Rehnquist's Strange Logic
January 3, 2002
by Bob Volpitto

In a January 1 article appearing in the Washington Post, Chief Justice William Rehnquist lamented that by delaying confirmation of Bush's reactionary-bent judicial nominees the Democratic-controlled Senate "hurt war on terror." Is it axiomatic to say that the Republican-controlled Senate's obstruction of confirmation of Clinton's Progressive/Liberal judges provided an open door to terrorist activities?

Nonsense, Mr. Chief Justice. It's all over ideology.

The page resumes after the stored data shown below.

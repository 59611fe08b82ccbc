//! # Broadside Core
//!
//! Battle resolution engine for turn-based naval combat.
//!
//! Two players each place a fleet on a private grid and take turns
//! attacking cells of the opponent's grid. The engine validates every
//! action, resolves damage (armor, critical hits, ship abilities, class
//! modifiers), tracks ship health and sinking, alternates turns, decides
//! wins and draws, and keeps a bounded event history.
//!
//! ## Architecture
//!
//! - **[`GameState`]**: per-match state machine and sole writer of match data
//! - **[`combat`]**: stateless validator, resolver and damage calculator
//! - **[`WinDrawEvaluator`]**: pure function from match data to an outcome
//! - **[`MatchRegistry`]**: concurrent map of live matches
//! - **[`broadside_history`]**: bounded event history with a critical store
//!
//! Randomness and time are injected through [`RollSource`] and [`Clock`], so
//! a fixed seed and a manual clock replay a match exactly.
//!
//! ## Usage
//!
//! ```
//! use broadside_core::{
//!     Coordinate, GameConfiguration, GameState, MatchId, Orientation, PlayerId, ShipClass,
//!     ShipId, ShipSpec,
//! };
//!
//! let fleet = vec![
//!     ShipSpec::new(1, "Hood", ShipClass::Cruiser, 3),
//!     ShipSpec::new(2, "Swift", ShipClass::Destroyer, 2),
//! ];
//! let (a, b) = (PlayerId::new(1), PlayerId::new(2));
//!
//! let mut game = GameState::new(MatchId::new(1), GameConfiguration::with_seed(7))?;
//! game.add_player(a, "Alice", &fleet)?;
//! game.add_player(b, "Bob", &fleet)?;
//! game.mark_ready(a)?;
//! game.mark_ready(b)?;
//! for player in [a, b] {
//!     game.place_ship(player, ShipId::new(1), Coordinate::new(0, 0), Orientation::Horizontal)?;
//!     game.place_ship(player, ShipId::new(2), Coordinate::new(0, 2), Orientation::Horizontal)?;
//!     game.mark_ready(player)?;
//! }
//!
//! let outcome = game.make_move(a, Coordinate::new(1, 0))?;
//! assert!(outcome.is_resolved());
//! assert_eq!(game.current_player(), Some(b));
//! # Ok::<(), broadside_core::EngineError>(())
//! ```

#![warn(missing_docs)]
#![warn(clippy::all)]
#![warn(clippy::pedantic)]
#![allow(clippy::module_name_repetitions)]

pub use broadside_history;

pub mod board;
pub mod clock;
pub mod combat;
pub mod config;
pub mod error;
pub mod event;
pub mod game;
pub mod ids;
pub mod outcome;
pub mod player;
pub mod powerup;
pub mod registry;
pub mod rolls;
pub mod ship;
pub mod snapshot;
pub mod state;

#[cfg(test)]
mod tests;

pub use board::{Board, BoardView, Cell, CellMarks, CellView, Coordinate, Orientation};
pub use clock::{Clock, ManualClock, SystemClock};
pub use combat::{
    AttackModifiers, AttackOutcome, AttackResolver, AttackResult, ChainHit, CombatValidator,
    DamageBreakdown, DamageCalculator, ProposedAction,
};
pub use config::{GameConfiguration, ReconnectionPolicy};
pub use error::{EngineError, ErrorCode, ValidationIssue, ValidationResult};
pub use event::{GameEvent, GameEventKind};
pub use game::{
    GameState, MoveOutcome, MoveReport, OpponentView, PlayerView, PowerupEffect, PowerupOutcome,
    PowerupReport,
};
pub use ids::{AbilityId, EventId, MatchId, PlayerId, ShipId};
pub use outcome::{EndGameStatistics, EndReason, GameOutcome, PlayerSummary, WinDrawEvaluator};
pub use player::{ConnectionStatus, Player, PlayerStats};
pub use powerup::{PowerupInventory, PowerupKind};
pub use registry::{MatchHandle, MatchRegistry};
pub use rolls::{RollSource, ScriptedRolls, SeededRolls};
pub use ship::{AbilityEffect, AbilitySpec, Ship, ShipClass, ShipSpec};
pub use snapshot::{SnapshotRing, StateSnapshot};
pub use state::{GamePhase, GameStateData, GameStatus, GameTimers, TurnAction, TurnRecord};
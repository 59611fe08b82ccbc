//! The event memory manager.
//!
//! [`EventMemoryManager`] owns a [`RingBuffer`] for ordinary churn and a
//! [`CriticalStore`] for events flagged critical. Critical events are written
//! to both: the ring keeps them in order with their neighbours while they are
//! recent, the store keeps them after the ring has moved on.
//!
//! # Invariants
//!
//! - Events are appended in strict call order.
//! - `all_events().len() <= max_events + max_critical_events`.
//! - The most recently recorded event is always present in `all_events()`.

use std::mem::size_of;

use serde::{Deserialize, Serialize};
use tracing::debug;

use crate::critical::CriticalStore;
use crate::record::Recordable;
use crate::ring::RingBuffer;
use crate::stats::MemoryStats;
use crate::HistoryError;

/// Default ring buffer capacity.
pub const DEFAULT_MAX_EVENTS: usize = 1000;

/// Default critical store capacity.
pub const DEFAULT_MAX_CRITICAL_EVENTS: usize = 100;

/// Capacities of an [`EventMemoryManager`].
#[derive(Debug, Clone, Copy, PartialEq, Eq, Serialize, Deserialize)]
pub struct HistoryConfig {
    /// Ring buffer slots.
    pub max_events: usize,
    /// Critical store cap.
    pub max_critical_events: usize,
}

impl Default for HistoryConfig {
    fn default() -> Self {
        Self {
            max_events: DEFAULT_MAX_EVENTS,
            max_critical_events: DEFAULT_MAX_CRITICAL_EVENTS,
        }
    }
}

impl HistoryConfig {
    /// Creates a config with explicit capacities.
    #[must_use]
    pub fn new(max_events: usize, max_critical_events: usize) -> Self {
        Self {
            max_events,
            max_critical_events,
        }
    }

    /// Checks that both capacities are non-zero.
    ///
    /// # Errors
    ///
    /// Returns [`HistoryError`] naming the zero capacity.
    pub fn validate(&self) -> Result<(), HistoryError> {
        if self.max_events == 0 {
            return Err(HistoryError::ZeroBufferCapacity);
        }
        if self.max_critical_events == 0 {
            return Err(HistoryError::ZeroCriticalCapacity);
        }
        Ok(())
    }
}

/// Bounded event log with protected critical events.
#[derive(Debug, Clone)]
pub struct EventMemoryManager<E: Recordable> {
    config: HistoryConfig,
    buffer: RingBuffer<E>,
    critical: CriticalStore<E>,
    total_processed: u64,
}

impl<E: Recordable> EventMemoryManager<E> {
    /// Creates an empty manager with pre-allocated buffer slots.
    ///
    /// # Errors
    ///
    /// Returns [`HistoryError`] if either capacity is zero.
    pub fn new(config: HistoryConfig) -> Result<Self, HistoryError> {
        config.validate()?;
        Ok(Self {
            config,
            buffer: RingBuffer::with_capacity(config.max_events),
            critical: CriticalStore::new(config.max_critical_events),
            total_processed: 0,
        })
    }

    /// Current capacities.
    #[must_use]
    pub fn config(&self) -> HistoryConfig {
        self.config
    }

    /// Records an event.
    ///
    /// The event goes into the ring buffer (overwriting the oldest entry when
    /// full). Critical events are also appended to the critical store.
    pub fn record_event(&mut self, event: E) {
        self.total_processed += 1;
        if event.is_critical() {
            let dropped = self.critical.push(event.clone());
            if dropped > 0 {
                debug!(dropped, cap = self.critical.cap(), "critical store retention applied");
            }
        }
        self.buffer.push(event);
    }

    /// Every retained event, de-duplicated by id and sorted by timestamp.
    ///
    /// Events with equal timestamps are ordered by id.
    #[must_use]
    pub fn all_events(&self) -> Vec<E> {
        let mut merged: Vec<&E> = self
            .buffer
            .iter()
            .chain(self.critical.as_slice().iter())
            .collect();
        merged.sort_by_key(|event| (event.timestamp(), event.id()));
        merged.dedup_by_key(|event| event.id());
        merged.into_iter().cloned().collect()
    }

    /// The `n` most recent buffered events, oldest first.
    #[must_use]
    pub fn recent(&self, n: usize) -> Vec<E> {
        let skip = self.buffer.len().saturating_sub(n);
        self.buffer.iter().skip(skip).cloned().collect()
    }

    /// The most recently recorded event.
    #[must_use]
    pub fn latest(&self) -> Option<&E> {
        self.buffer.newest()
    }

    /// Retained critical events in record order.
    #[must_use]
    pub fn critical_events(&self) -> &[E] {
        self.critical.as_slice()
    }

    /// Retained events matching a predicate, in the order of [`all_events`].
    ///
    /// [`all_events`]: Self::all_events
    pub fn events_where<F>(&self, mut predicate: F) -> Vec<E>
    where
        F: FnMut(&E) -> bool,
    {
        self.all_events()
            .into_iter()
            .filter(|event| predicate(event))
            .collect()
    }

    /// Number of events held by the ring buffer.
    #[must_use]
    pub fn buffered_len(&self) -> usize {
        self.buffer.len()
    }

    /// Events recorded since creation or the last [`clear`](Self::clear).
    #[must_use]
    pub fn total_processed(&self) -> u64 {
        self.total_processed
    }

    /// Size and footprint report.
    #[must_use]
    pub fn memory_stats(&self) -> MemoryStats {
        let slot_bytes = self.buffer.capacity() * size_of::<Option<E>>();
        let critical_bytes = self.critical.len() * size_of::<E>();
        let heap_bytes: usize = self
            .buffer
            .iter()
            .chain(self.critical.as_slice().iter())
            .map(Recordable::heap_size)
            .sum();

        #[allow(clippy::cast_precision_loss)]
        let buffer_utilization = self.buffer.len() as f64 / self.buffer.capacity() as f64;

        MemoryStats {
            total_events_processed: self.total_processed,
            critical_event_count: self.critical.len(),
            buffered_event_count: self.buffer.len(),
            buffer_capacity: self.buffer.capacity(),
            buffer_utilization,
            estimated_memory_bytes: slot_bytes + critical_bytes + heap_bytes,
        }
    }

    /// Applies new capacities at runtime.
    ///
    /// A changed `max_events` resizes the ring buffer, keeping as many of the
    /// most recent entries as fit. A changed `max_critical_events` re-applies
    /// the retention policy.
    ///
    /// # Errors
    ///
    /// Returns [`HistoryError`] if either capacity is zero; the manager is
    /// left unchanged.
    pub fn update_config(&mut self, config: HistoryConfig) -> Result<(), HistoryError> {
        config.validate()?;
        if config.max_events != self.config.max_events {
            let dropped = self.buffer.resize(config.max_events);
            debug!(
                from = self.config.max_events,
                to = config.max_events,
                dropped,
                "resized event buffer"
            );
        }
        if config.max_critical_events != self.config.max_critical_events {
            let dropped = self.critical.set_cap(config.max_critical_events);
            debug!(
                from = self.config.max_critical_events,
                to = config.max_critical_events,
                dropped,
                "resized critical store"
            );
        }
        self.config = config;
        Ok(())
    }

    /// Drops every event and resets the processed counter.
    pub fn clear(&mut self) {
        self.buffer.clear();
        self.critical.clear();
        self.total_processed = 0;
    }
}

#[cfg(test)]
mod tests {
    use super::*;
    use crate::record::test_support::TestEvent;
    use proptest::prelude::*;

    fn manager(max_events: usize, max_critical: usize) -> EventMemoryManager<TestEvent> {
        EventMemoryManager::new(HistoryConfig::new(max_events, max_critical)).unwrap()
    }

    mod config_tests {
        use super::*;

        #[test]
        fn default_capacities() {
            let config = HistoryConfig::default();
            assert_eq!(config.max_events, 1000);
            assert_eq!(config.max_critical_events, 100);
        }

        #[test]
        fn zero_capacity_rejected() {
            assert_eq!(
                EventMemoryManager::<TestEvent>::new(HistoryConfig::new(0, 10)).unwrap_err(),
                HistoryError::ZeroBufferCapacity
            );
            assert_eq!(
                EventMemoryManager::<TestEvent>::new(HistoryConfig::new(10, 0)).unwrap_err(),
                HistoryError::ZeroCriticalCapacity
            );
        }

        #[test]
        fn invalid_update_leaves_manager_unchanged() {
            let mut history = manager(5, 5);
            history.record_event(TestEvent::plain(1));
            assert!(history.update_config(HistoryConfig::new(0, 5)).is_err());
            assert_eq!(history.config(), HistoryConfig::new(5, 5));
            assert_eq!(history.buffered_len(), 1);
        }
    }

    mod record_tests {
        use super::*;

        #[test]
        fn critical_events_survive_buffer_churn() {
            let mut history = manager(10, 5);
            history.record_event(TestEvent::critical(0));
            for id in 1..100 {
                history.record_event(TestEvent::plain(id));
            }

            let all = history.all_events();
            assert_eq!(all.len(), 11);
            assert_eq!(all[0], TestEvent::critical(0));
            assert_eq!(all.last().unwrap().id, 99);
        }

        #[test]
        fn recent_critical_event_not_duplicated() {
            let mut history = manager(10, 5);
            history.record_event(TestEvent::plain(1));
            history.record_event(TestEvent::critical(2));
            history.record_event(TestEvent::plain(3));

            let ids: Vec<u64> = history.all_events().iter().map(|e| e.id).collect();
            assert_eq!(ids, vec![1, 2, 3]);
        }

        #[test]
        fn equal_timestamps_ordered_by_id() {
            let mut history = manager(10, 5);
            for id in [5, 3, 4] {
                history.record_event(TestEvent {
                    id,
                    at: 100,
                    critical: id == 3,
                });
            }
            let ids: Vec<u64> = history.all_events().iter().map(|e| e.id).collect();
            assert_eq!(ids, vec![3, 4, 5]);
        }

        #[test]
        fn recent_returns_tail() {
            let mut history = manager(10, 5);
            for id in 0..8 {
                history.record_event(TestEvent::plain(id));
            }
            let ids: Vec<u64> = history.recent(3).iter().map(|e| e.id).collect();
            assert_eq!(ids, vec![5, 6, 7]);
            assert_eq!(history.recent(100).len(), 8);
            assert_eq!(history.latest().map(|e| e.id), Some(7));
        }

        #[test]
        fn events_where_filters() {
            let mut history = manager(10, 5);
            for id in 0..6 {
                history.record_event(TestEvent {
                    id,
                    at: id,
                    critical: id % 2 == 0,
                });
            }
            let critical = history.events_where(|e| e.critical);
            assert_eq!(critical.len(), 3);
        }
    }

    mod stats_tests {
        use super::*;

        #[test]
        fn stats_track_processed_and_utilization() {
            let mut history = manager(4, 2);
            history.record_event(TestEvent::critical(0));
            history.record_event(TestEvent::plain(1));

            let stats = history.memory_stats();
            assert_eq!(stats.total_events_processed, 2);
            assert_eq!(stats.critical_event_count, 1);
            assert_eq!(stats.buffered_event_count, 2);
            assert_eq!(stats.buffer_capacity, 4);
            assert!((stats.buffer_utilization - 0.5).abs() < f64::EPSILON);
            assert!(stats.estimated_memory_bytes >= 4 * size_of::<Option<TestEvent>>());
        }

        #[test]
        fn clear_resets_counters() {
            let mut history = manager(4, 2);
            history.record_event(TestEvent::critical(0));
            history.clear();
            let stats = history.memory_stats();
            assert_eq!(stats.total_events_processed, 0);
            assert_eq!(stats.critical_event_count, 0);
            assert!(history.all_events().is_empty());
        }
    }

    mod resize_tests {
        use super::*;

        #[test]
        fn shrinking_keeps_most_recent() {
            let mut history = manager(10, 5);
            for id in 0..10 {
                history.record_event(TestEvent::plain(id));
            }
            history.update_config(HistoryConfig::new(3, 5)).unwrap();

            let ids: Vec<u64> = history.all_events().iter().map(|e| e.id).collect();
            assert_eq!(ids, vec![7, 8, 9]);
            assert_eq!(history.memory_stats().buffer_capacity, 3);
        }

        #[test]
        fn growing_accepts_more_events() {
            let mut history = manager(2, 5);
            for id in 0..2 {
                history.record_event(TestEvent::plain(id));
            }
            history.update_config(HistoryConfig::new(4, 5)).unwrap();
            for id in 2..4 {
                history.record_event(TestEvent::plain(id));
            }
            assert_eq!(history.all_events().len(), 4);
        }

        #[test]
        fn shrinking_critical_cap_applies_retention() {
            let mut history = manager(2, 50);
            for id in 0..50 {
                history.record_event(TestEvent::critical(id));
            }
            history.update_config(HistoryConfig::new(2, 10)).unwrap();
            let critical: Vec<u64> = history.critical_events().iter().map(|e| e.id).collect();
            assert_eq!(critical.len(), 10);
            assert_eq!(critical[0], 0);
            assert_eq!(*critical.last().unwrap(), 49);
        }
    }

    #[test]
    fn ten_thousand_events_stay_bounded() {
        let mut history = manager(100, 100);
        for id in 0..10_000 {
            history.record_event(TestEvent {
                id,
                at: id,
                critical: id % 7 == 0,
            });
        }
        let all = history.all_events();
        assert!(all.len() <= 200);
        assert_eq!(all.last().map(|e| e.id), Some(9_999));
        assert_eq!(history.total_processed(), 10_000);
    }

    proptest! {
        #[test]
        fn all_events_bounded_and_latest_present(
            max_events in 1usize..64,
            max_critical in 1usize..32,
            flags in proptest::collection::vec(any::<bool>(), 1..400),
        ) {
            let mut history = manager(max_events, max_critical);
            for (id, critical) in flags.iter().enumerate() {
                history.record_event(TestEvent { id: id as u64, at: id as u64, critical: *critical });
            }
            let all = history.all_events();
            prop_assert!(all.len() <= max_events + max_critical);
            prop_assert_eq!(all.last().map(|e| e.id), Some(flags.len() as u64 - 1));
            let mut ids: Vec<u64> = all.iter().map(|e| e.id).collect();
            let before = ids.len();
            ids.dedup();
            prop_assert_eq!(before, ids.len());
        }
    }
}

Judges are appointed for life terms, as you well know. Their rulings determine the course of this nation's future. This assumption is no better illustrated in the Supreme Court's edicts of December 2000 when first there was a stay order that prevented further vote counting in Florida and the subsequent 5-4 decision to anoint Bush president on very weak arguments of equal protection and irreprable harm to their favorite candidate if all Florida votes were counted based on voter intent.

The Chief Justice further laments that the lack of lower court judges will prevent the Supreme Court from hearing more cases. Let me remind the Chief Justice that the Supreme Court has the option to hear or not to hear any case it chooses. In fact, statistics show that historically the Court only hears one percent of cases that come before it - that's one out of hundred brought to it for an appelate decision, rejecting the rest.

Rehnquist further implored that we must return to the rule of law which he and four other justices violated in their December rulings more than a year ago. Ideology, with feeble arguments to support it, supplanted the rule of law during the search to insure a free election and reporting an honest result.

Too, this court has back-slid on its once strong opinions favoring federalism and judicial restraint - both favored tenets of political faith of the current occupant of the White House (or so we have been led to believe). We now have rulings that favor federalism when it suits and are subject to Reactionary Judicial Activism when deemed necessary to advance a personal point of view. How convenient.

So, Mr. Chief Justice, it ill behooves you to lecture the Senate on judicial appointments or proclaim a narrow interpretation of Constitutional law that you and four other justices bent to suit your personal political viewpoint. You may consider your position a mere half step below Solomon's when it comes to issuing judicial decrees but you are no less human than the rest of us who view politics a human endeavor.

The rulings that were benchmarks of shame in years past in the Dred-Scott case of 1857 and the Plessy-Ferguson case 1892 are no less blots on the Court's integrity than those issued in December 2000. Weep all you may, sir, for stalled nominations in today's Senate, but these senators are only trying to deny more injustice.